[Records drawn from a dataset]
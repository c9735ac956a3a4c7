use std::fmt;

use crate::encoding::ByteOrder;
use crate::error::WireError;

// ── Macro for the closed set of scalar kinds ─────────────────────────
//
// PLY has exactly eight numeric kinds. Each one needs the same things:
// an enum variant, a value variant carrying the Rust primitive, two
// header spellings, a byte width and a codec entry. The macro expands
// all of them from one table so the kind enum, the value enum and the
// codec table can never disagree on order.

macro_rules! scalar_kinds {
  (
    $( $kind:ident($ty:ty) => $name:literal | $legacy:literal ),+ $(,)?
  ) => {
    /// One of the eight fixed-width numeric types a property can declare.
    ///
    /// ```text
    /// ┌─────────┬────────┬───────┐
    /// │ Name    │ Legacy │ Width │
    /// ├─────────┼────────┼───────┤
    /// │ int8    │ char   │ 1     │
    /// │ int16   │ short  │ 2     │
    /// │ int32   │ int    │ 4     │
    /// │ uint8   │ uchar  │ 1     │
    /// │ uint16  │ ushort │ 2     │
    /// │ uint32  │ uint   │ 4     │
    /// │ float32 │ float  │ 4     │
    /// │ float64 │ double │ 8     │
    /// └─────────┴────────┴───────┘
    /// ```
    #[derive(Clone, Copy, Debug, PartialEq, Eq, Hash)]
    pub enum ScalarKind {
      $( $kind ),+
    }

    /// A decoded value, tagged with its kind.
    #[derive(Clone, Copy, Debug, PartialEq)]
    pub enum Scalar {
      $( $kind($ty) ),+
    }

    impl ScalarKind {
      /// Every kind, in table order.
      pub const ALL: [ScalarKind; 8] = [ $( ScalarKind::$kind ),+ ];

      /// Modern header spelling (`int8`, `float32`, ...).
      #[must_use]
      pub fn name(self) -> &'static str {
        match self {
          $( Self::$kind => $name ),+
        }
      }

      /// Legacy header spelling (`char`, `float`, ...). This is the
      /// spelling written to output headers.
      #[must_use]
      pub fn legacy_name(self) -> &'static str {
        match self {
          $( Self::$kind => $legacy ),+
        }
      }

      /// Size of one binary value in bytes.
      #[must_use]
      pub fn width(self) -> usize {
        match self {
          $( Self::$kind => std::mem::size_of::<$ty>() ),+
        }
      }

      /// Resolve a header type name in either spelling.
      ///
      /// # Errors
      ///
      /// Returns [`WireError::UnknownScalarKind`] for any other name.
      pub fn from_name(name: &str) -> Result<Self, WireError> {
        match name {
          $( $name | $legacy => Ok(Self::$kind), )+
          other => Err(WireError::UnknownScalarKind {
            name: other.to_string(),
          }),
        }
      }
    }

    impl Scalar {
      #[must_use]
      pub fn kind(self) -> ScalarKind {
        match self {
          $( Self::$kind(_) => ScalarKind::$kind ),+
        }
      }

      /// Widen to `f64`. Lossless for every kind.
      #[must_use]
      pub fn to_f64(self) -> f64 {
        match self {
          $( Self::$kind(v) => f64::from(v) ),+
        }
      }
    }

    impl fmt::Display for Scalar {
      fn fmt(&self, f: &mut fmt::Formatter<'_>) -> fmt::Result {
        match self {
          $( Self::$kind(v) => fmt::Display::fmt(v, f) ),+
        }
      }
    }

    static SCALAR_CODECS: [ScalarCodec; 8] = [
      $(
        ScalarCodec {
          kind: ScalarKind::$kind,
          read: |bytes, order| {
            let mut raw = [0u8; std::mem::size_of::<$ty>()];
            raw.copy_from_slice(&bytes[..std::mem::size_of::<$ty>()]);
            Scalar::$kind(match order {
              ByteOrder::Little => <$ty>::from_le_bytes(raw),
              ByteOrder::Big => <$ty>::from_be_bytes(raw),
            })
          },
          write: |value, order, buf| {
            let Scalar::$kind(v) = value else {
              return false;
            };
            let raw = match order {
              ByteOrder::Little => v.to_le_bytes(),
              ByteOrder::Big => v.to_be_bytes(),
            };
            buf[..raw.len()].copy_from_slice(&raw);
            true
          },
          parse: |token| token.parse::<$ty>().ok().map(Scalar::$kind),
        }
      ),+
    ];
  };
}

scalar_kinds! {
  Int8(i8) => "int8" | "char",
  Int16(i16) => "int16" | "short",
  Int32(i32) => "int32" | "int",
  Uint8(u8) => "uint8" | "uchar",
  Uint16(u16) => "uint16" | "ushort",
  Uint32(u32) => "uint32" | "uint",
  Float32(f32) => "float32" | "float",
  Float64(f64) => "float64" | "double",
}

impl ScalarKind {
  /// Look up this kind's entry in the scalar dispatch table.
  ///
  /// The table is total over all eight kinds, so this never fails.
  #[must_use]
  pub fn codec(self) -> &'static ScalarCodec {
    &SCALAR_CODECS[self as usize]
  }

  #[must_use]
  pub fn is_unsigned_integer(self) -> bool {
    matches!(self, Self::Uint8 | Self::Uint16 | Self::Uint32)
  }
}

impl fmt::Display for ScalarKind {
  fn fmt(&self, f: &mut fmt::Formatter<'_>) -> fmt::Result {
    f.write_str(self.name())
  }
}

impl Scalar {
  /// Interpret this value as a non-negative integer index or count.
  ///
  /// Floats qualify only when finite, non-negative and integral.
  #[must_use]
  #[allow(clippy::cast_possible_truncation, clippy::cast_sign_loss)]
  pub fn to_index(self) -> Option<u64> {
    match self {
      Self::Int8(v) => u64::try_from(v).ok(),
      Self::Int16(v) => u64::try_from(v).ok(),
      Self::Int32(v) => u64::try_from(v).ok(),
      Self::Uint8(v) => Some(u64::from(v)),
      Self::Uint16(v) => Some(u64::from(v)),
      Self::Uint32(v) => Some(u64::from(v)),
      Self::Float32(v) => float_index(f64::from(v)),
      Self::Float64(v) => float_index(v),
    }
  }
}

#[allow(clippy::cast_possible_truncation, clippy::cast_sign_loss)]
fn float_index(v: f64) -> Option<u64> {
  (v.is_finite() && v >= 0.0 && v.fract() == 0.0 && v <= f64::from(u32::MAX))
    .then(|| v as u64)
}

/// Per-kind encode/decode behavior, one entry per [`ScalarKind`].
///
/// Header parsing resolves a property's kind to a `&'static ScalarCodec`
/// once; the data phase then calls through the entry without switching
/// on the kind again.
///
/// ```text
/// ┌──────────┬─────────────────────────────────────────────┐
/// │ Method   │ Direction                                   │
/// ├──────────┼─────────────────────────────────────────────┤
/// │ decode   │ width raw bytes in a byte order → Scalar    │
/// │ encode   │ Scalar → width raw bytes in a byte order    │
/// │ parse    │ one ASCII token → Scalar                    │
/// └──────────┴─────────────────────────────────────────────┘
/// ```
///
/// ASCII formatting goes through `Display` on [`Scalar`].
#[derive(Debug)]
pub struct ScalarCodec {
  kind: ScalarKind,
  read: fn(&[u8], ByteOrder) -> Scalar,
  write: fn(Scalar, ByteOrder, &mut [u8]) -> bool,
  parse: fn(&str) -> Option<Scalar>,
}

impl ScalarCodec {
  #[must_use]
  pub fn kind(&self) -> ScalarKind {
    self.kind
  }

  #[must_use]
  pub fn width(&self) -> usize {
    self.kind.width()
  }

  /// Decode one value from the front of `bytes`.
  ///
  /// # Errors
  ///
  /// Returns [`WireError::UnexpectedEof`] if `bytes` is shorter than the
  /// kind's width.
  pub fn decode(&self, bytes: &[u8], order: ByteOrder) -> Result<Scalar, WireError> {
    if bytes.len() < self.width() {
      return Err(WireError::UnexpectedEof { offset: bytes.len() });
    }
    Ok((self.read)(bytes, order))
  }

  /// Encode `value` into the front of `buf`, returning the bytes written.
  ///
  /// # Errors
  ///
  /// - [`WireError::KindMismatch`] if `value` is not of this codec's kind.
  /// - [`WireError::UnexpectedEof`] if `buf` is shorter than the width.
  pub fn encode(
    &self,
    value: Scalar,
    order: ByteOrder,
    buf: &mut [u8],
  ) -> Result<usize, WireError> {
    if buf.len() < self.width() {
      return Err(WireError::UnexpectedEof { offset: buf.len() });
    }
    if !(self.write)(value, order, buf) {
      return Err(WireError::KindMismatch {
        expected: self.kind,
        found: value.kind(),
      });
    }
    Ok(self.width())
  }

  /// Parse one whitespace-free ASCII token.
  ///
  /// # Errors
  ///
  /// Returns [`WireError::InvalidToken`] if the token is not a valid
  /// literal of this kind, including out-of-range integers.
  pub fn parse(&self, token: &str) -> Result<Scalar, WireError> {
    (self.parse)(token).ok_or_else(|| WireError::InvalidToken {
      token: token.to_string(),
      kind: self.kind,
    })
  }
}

TASK TO CARRY OUT:
The answer must be a verbatim transcription of the entries above, from the first line through the line that contains "disagree on order.", and nothing more.

RESULT:
repository c9735ac956a3a4c7
use std::fmt;

use crate::encoding::ByteOrder;
use crate::error::WireError;

// ── Macro for the closed set of scalar kinds ─────────────────────────
//
// PLY has exactly eight numeric kinds. Each one needs the same things:
// an enum variant, a value variant carrying the Rust primitive, two
// header spellings, a byte width and a codec entry. The macro expands
// all of them from one table so the kind enum, the value enum and the
// codec table can never disagree on order.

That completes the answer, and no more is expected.